Home THE BUZZ Who Was the First Space Tourist?

Who Was the First Space Tourist?


Elon Musk wants to colonize Mars. Richard Branson and Jeff Bezos have both been to space and are developing their own aerospace companies. It seems space is no longer a technological battlefield where nations prove their technical might and superiority but rather a playground for wealthy individuals to explore and conquer. With the final frontier moving closer, space tourism is developing, with there already waiting lists for life on Mars. In this article, we present the first-ever space tourist and his story.

Meet Dennis Tito

The first space tourist was Dennis Tito, and he did it way back in 2001. He paid $20 million for a chance to fly to the International Space Station with the Russian space crew. He was on board for eight days. Interestingly he was 60 when he did the flight proving that age is but a small barrier.

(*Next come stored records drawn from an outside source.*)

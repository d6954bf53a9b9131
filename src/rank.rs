use crate::scores::{Cell, LoadError, ScoreDir, ScoreTable};
use serde::Serialize;
use tracing::{debug, warn};

pub fn ordinal(n: usize) -> String {
    let suffix = if (11..=13).contains(&(n % 100)) {
        "th"
    } else {
        match n % 10 {
            1 => "st",
            2 => "nd",
            3 => "rd",
            _ => "th",
        }
    };
    format!("{n}{suffix}")
}

#[derive(Debug, Clone, PartialEq)]
pub struct UnsummableCell {
    pub row: usize,
    pub value: String,
}

/// Raw CA1 + CA2 + Exam over every row. Unlike grading, fractional marks keep
/// their value; a non-numeric cell or a non-finite sum makes the whole table
/// unsummable.
pub fn raw_total(table: &ScoreTable) -> Result<f64, UnsummableCell> {
    let mut total = 0.0;
    for (idx, row) in table.rows.iter().enumerate() {
        for cell in [&row.ca1, &row.ca2, &row.exam] {
            let value = match cell {
                Cell::Empty => 0.0,
                Cell::Int(v) => *v as f64,
                Cell::Float(v) if v.is_nan() => 0.0,
                Cell::Float(v) => *v,
                Cell::Text(s) if s.trim().is_empty() => 0.0,
                Cell::Text(s) => s.trim().parse::<f64>().unwrap_or(f64::NAN),
            };
            total += value;
            if value.is_nan() || !total.is_finite() {
                return Err(UnsummableCell {
                    row: idx,
                    value: cell.to_string(),
                });
            }
        }
    }
    Ok(total)
}

#[derive(Debug, Clone, PartialEq, Serialize)]
#[serde(rename_all = "camelCase")]
pub struct RankEntry {
    pub student_id: String,
    pub total_score: f64,
    pub rank: String,
    pub has_data: bool,
}

/// Ranks for a whole roster, kept in roster order.
#[derive(Debug, Clone, Default, PartialEq)]
pub struct RankTable {
    entries: Vec<RankEntry>,
}

impl RankTable {
    pub fn entries(&self) -> &[RankEntry] {
        &self.entries
    }

    pub fn get(&self, student_id: &str) -> Option<&RankEntry> {
        self.entries.iter().find(|e| e.student_id == student_id)
    }

    pub fn rank_of(&self, student_id: &str) -> Option<&str> {
        self.get(student_id).map(|e| e.rank.as_str())
    }
}

#[derive(Debug, Clone, PartialEq)]
pub struct StudentTotal {
    pub student_id: String,
    pub total: f64,
    pub has_data: bool,
}

/// Orders by total descending. The sort is stable, so equal totals keep the
/// order they were given in (roster order).
pub fn rank_totals(totals: Vec<StudentTotal>) -> RankTable {
    let mut order: Vec<usize> = (0..totals.len()).collect();
    order.sort_by(|&a, &b| totals[b].total.total_cmp(&totals[a].total));

    let mut ranks = vec![String::new(); totals.len()];
    for (pos, idx) in order.into_iter().enumerate() {
        ranks[idx] = ordinal(pos + 1);
    }

    let entries = totals
        .into_iter()
        .zip(ranks)
        .map(|(t, rank)| RankEntry {
            student_id: t.student_id,
            total_score: t.total,
            rank,
            has_data: t.has_data,
        })
        .collect();
    RankTable { entries }
}

/// Total for one student; missing or unreadable files contribute 0 so a
/// single bad file never blocks ranking the rest of the roster.
pub fn student_total(scores: &ScoreDir, student_id: &str) -> StudentTotal {
    let zero = |has_data| StudentTotal {
        student_id: student_id.to_string(),
        total: 0.0,
        has_data,
    };
    match scores.load(student_id) {
        Ok(table) => match raw_total(&table) {
            Ok(total) => StudentTotal {
                student_id: student_id.to_string(),
                total,
                has_data: true,
            },
            Err(bad) => {
                warn!(
                    student = student_id,
                    row = bad.row,
                    value = %bad.value,
                    "non-numeric score; ranking with total 0"
                );
                zero(true)
            }
        },
        Err(LoadError::NotFound { .. }) => {
            debug!(student = student_id, "no score file; ranking with total 0");
            zero(false)
        }
        Err(e @ LoadError::Malformed { .. }) => {
            warn!(student = student_id, error = %e, "ranking with total 0");
            zero(false)
        }
    }
}

pub fn compute_ranks(roster: &[String], scores: &ScoreDir) -> RankTable {
    let totals = roster
        .iter()
        .map(|id| student_total(scores, id))
        .collect::<Vec<_>>();
    rank_totals(totals)
}

#[cfg(test)]
mod tests {
    use super::*;
    use crate::scores::ScoreRow;

    fn total(id: &str, total: f64) -> StudentTotal {
        StudentTotal {
            student_id: id.to_string(),
            total,
            has_data: true,
        }
    }

    #[test]
    fn ordinal_suffixes() {
        let cases = [
            (1, "1st"),
            (2, "2nd"),
            (3, "3rd"),
            (4, "4th"),
            (11, "11th"),
            (12, "12th"),
            (13, "13th"),
            (21, "21st"),
            (22, "22nd"),
            (101, "101st"),
            (111, "111th"),
            (112, "112th"),
            (113, "113th"),
        ];
        for (n, want) in cases {
            assert_eq!(ordinal(n), want, "ordinal({n})");
        }
    }

    #[test]
    fn ties_keep_roster_order() {
        let ranks = rank_totals(vec![
            total("Adams", 200.0),
            total("Bala", 150.0),
            total("Deji", 200.0),
            total("Ngozi", 90.0),
        ]);
        assert_eq!(ranks.rank_of("Adams"), Some("1st"));
        assert_eq!(ranks.rank_of("Deji"), Some("2nd"));
        assert_eq!(ranks.rank_of("Bala"), Some("3rd"));
        assert_eq!(ranks.rank_of("Ngozi"), Some("4th"));

        let ids: Vec<_> = ranks.entries().iter().map(|e| e.student_id.as_str()).collect();
        assert_eq!(ids, ["Adams", "Bala", "Deji", "Ngozi"]);

        let swapped = rank_totals(vec![total("Deji", 200.0), total("Adams", 200.0)]);
        assert_eq!(swapped.rank_of("Deji"), Some("1st"));
        assert_eq!(swapped.rank_of("Adams"), Some("2nd"));
    }

    #[test]
    fn raw_total_ignores_grading_outcome() {
        let table = ScoreTable {
            rows: vec![
                ScoreRow::new(
                    Cell::Text("Maths".into()),
                    Cell::Float(10.5),
                    Cell::Empty,
                    Cell::Int(40),
                ),
                ScoreRow::new(
                    Cell::Text("English".into()),
                    Cell::Text("12".into()),
                    Cell::Int(8),
                    Cell::Int(30),
                ),
            ],
        };
        assert_eq!(raw_total(&table), Ok(100.5));
    }

    #[test]
    fn raw_total_rejects_text_marks() {
        let table = ScoreTable {
            rows: vec![ScoreRow::new(
                Cell::Text("Maths".into()),
                Cell::Text("abc".into()),
                Cell::Int(1),
                Cell::Int(1),
            )],
        };
        let err = raw_total(&table).expect_err("text mark");
        assert_eq!(err.row, 0);
        assert_eq!(err.value, "abc");
    }

    #[test]
    fn infinite_marks_make_the_table_unsummable() {
        let table = ScoreTable {
            rows: vec![
                ScoreRow::new(
                    Cell::Text("Maths".into()),
                    Cell::Int(10),
                    Cell::Float(f64::INFINITY),
                    Cell::Int(1),
                ),
                ScoreRow::new(
                    Cell::Text("English".into()),
                    Cell::Float(f64::NEG_INFINITY),
                    Cell::Int(1),
                    Cell::Int(1),
                ),
            ],
        };
        let err = raw_total(&table).expect_err("infinite mark");
        assert_eq!(err.row, 0);
        assert_eq!(err.value, "inf");
    }

    #[test]
    fn nan_totals_still_rank_in_a_total_order() {
        let ranks = rank_totals(vec![
            total("Adams", f64::NAN),
            total("Bala", 150.0),
            total("Deji", 90.0),
        ]);
        let mut seen: Vec<_> = ranks.entries().iter().map(|e| e.rank.clone()).collect();
        seen.sort();
        assert_eq!(seen, ["1st", "2nd", "3rd"]);
        assert_eq!(ranks.rank_of("Bala"), Some("2nd"));
        assert_eq!(ranks.rank_of("Deji"), Some("3rd"));
    }

    #[test]
    fn missing_students_rank_with_zero() {
        let scores = ScoreDir::new(
            std::env::temp_dir().join("reportcardd-rank-missing"),
            vec!["csv".into()],
        );
        let roster = vec!["Adams".to_string(), "Bala".to_string()];
        let ranks = compute_ranks(&roster, &scores);
        assert_eq!(ranks.entries().len(), 2);
        assert!(ranks.entries().iter().all(|e| e.total_score == 0.0 && !e.has_data));
        assert_eq!(ranks.rank_of("Adams"), Some("1st"));
        assert_eq!(ranks.rank_of("Bala"), Some("2nd"));
    }
}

His life story is also exciting and explains his interest in space flight. His BS degree is in Astronautics and Aeronautics, and his MS degree is in Engineering Science. While he did work for NASA for some time, he made his money in finances. In 1972, he founded the Wilshire Associates, which provides consulting, investment management, and technology services in California.

This event was exciting because we often think of shy nerds who studied astronautics as good business people or who make a fortune in finances. But, instead, we imagine them as mathematical geniuses that find ways to beat the house in online slots Canada real money and make their fortune using their mathematical expertise and knowledge of chance playing cards. But, of course, in real life, that would be cheating and getting you banned, while it’s fair game if you find a way to beat the online casino or slot algorithm.

Dennis used his mathematical skills differently. His companies rely on quantitative analytics, meaning they use mathematical tools to analyze market risks. Tito developed that method using his experience working on spacecraft’s paths in NASA. So one can say he utilized talents as an engineer and knowledge of aeronautics to the maximum, even in the business world. He always dreamt of going to space, but civilians weren’t allowed. Until…

An Opportunity Comes

NASA, especially then, didn’t support the idea of allowing civilians to go to space. Finally, however, Tito dint gave up and instead started talking with the Soviet Union about joining a space mission. He would pay a ticket, and they would allow him to come even though he was only a civilian.

Since this was just before the Soviet Union collapsed, their program was facing enormous financial difficulties. To offset this, the Soviets had to get creative and agreed for Tito to join them in their space flight if he paid for it. And indeed, on April 28, 2001, a Russian Soyuz spaceship went from the Baikonur Cosmodrome in Kazakhstan to space. With Tito, there were 2 Russian cosmonauts. And like it was already said, he then spent the next week on the International Space Station.

Pure Euphoria

To sum up Tito’s recollection of the event: “I just enjoyed looking at the window, videoing the Earth, the portholes, the station. It was just wonderful. It was eight days of euphoria.”